* THE PROBLEM: Check every line of the data below for the word "Some". Copy the ones that have it.

* LISTED RECORDS:
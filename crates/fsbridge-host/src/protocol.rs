//! Line protocol spoken on stdin/stdout
//!
//! Each input line is either a call or an out-of-band event:
//!
//! ```text
//! {"id": 1, "method": "list-native-directory", "args": {"path": "/sdcard"}}
//! {"event": "pickerResult", "uri": "content://.../tree/primary%3A"}
//! {"event": "brokerPermission", "requestCode": 0, "granted": true}
//! ```
//!
//! Every call produces exactly one output line tagged with the call's `id`.

use base64::engine::general_purpose::STANDARD;
use base64::Engine;
use fsbridge_core::{Outcome, Payload, PickerOutcome};
use serde::Deserialize;
use serde_json::{json, Map, Value};

#[derive(Debug, Deserialize, PartialEq)]
#[serde(untagged)]
pub enum InputLine {
    Call {
        id: Value,
        method: String,
        #[serde(default)]
        args: Map<String, Value>,
    },
    Event(HostEvent),
}

/// Results the platform would deliver outside of any call
#[derive(Debug, Deserialize, PartialEq)]
#[serde(tag = "event", rename_all = "camelCase")]
pub enum HostEvent {
    PickerResult {
        #[serde(default)]
        uri: Option<String>,
    },
    PickerCancelled,
    PickerFailed {
        reason: String,
    },
    #[serde(rename_all = "camelCase")]
    BrokerPermission {
        request_code: i32,
        granted: bool,
    },
}

impl HostEvent {
    /// Picker outcome carried by this event, if it is a picker event
    pub fn picker_outcome(self) -> Option<PickerOutcome> {
        match self {
            HostEvent::PickerResult { uri } => Some(PickerOutcome::Selected(uri)),
            HostEvent::PickerCancelled => Some(PickerOutcome::Cancelled),
            HostEvent::PickerFailed { reason } => Some(PickerOutcome::Failed(reason)),
            HostEvent::BrokerPermission { .. } => None,
        }
    }
}

pub fn parse_line(line: &str) -> serde_json::Result<InputLine> {
    serde_json::from_str(line)
}

/// JSON form of a success payload. Bytes go out as base64.
pub fn render_payload(payload: &Payload) -> Value {
    match payload {
        Payload::Null => Value::Null,
        Payload::Bool(b) => Value::Bool(*b),
        Payload::Text(s) => Value::String(s.clone()),
        Payload::Bytes(bytes) => Value::String(STANDARD.encode(bytes)),
        Payload::Entries(entries) => serde_json::to_value(entries).unwrap_or_else(|e| {
            tracing::error!("Failed to serialize entries: {}", e);
            Value::Array(Vec::new())
        }),
        Payload::BrokerStatus(status) => Value::String(status.as_str().to_string()),
    }
}

pub fn render_response(id: Value, outcome: &Outcome) -> Value {
    match outcome {
        Outcome::Success(payload) => json!({ "id": id, "result": render_payload(payload) }),
        Outcome::Error { code, message } => json!({
            "id": id,
            "error": { "code": code, "message": message },
        }),
        Outcome::NotImplemented => json!({ "id": id, "notImplemented": true }),
    }
}

/// Response to a line that could not be parsed at all
pub fn render_parse_error(err: &serde_json::Error) -> Value {
    json!({
        "id": Value::Null,
        "error": { "code": "PARSE_ERROR", "message": err.to_string() },
    })
}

* EXERCISE OUTPUT:
            HostEvent::PickerResult { uri } => Some(PickerOutcome::Selected(uri)),
            HostEvent::PickerCancelled => Some(PickerOutcome::Cancelled),
            HostEvent::PickerFailed { reason } => Some(PickerOutcome::Failed(reason)),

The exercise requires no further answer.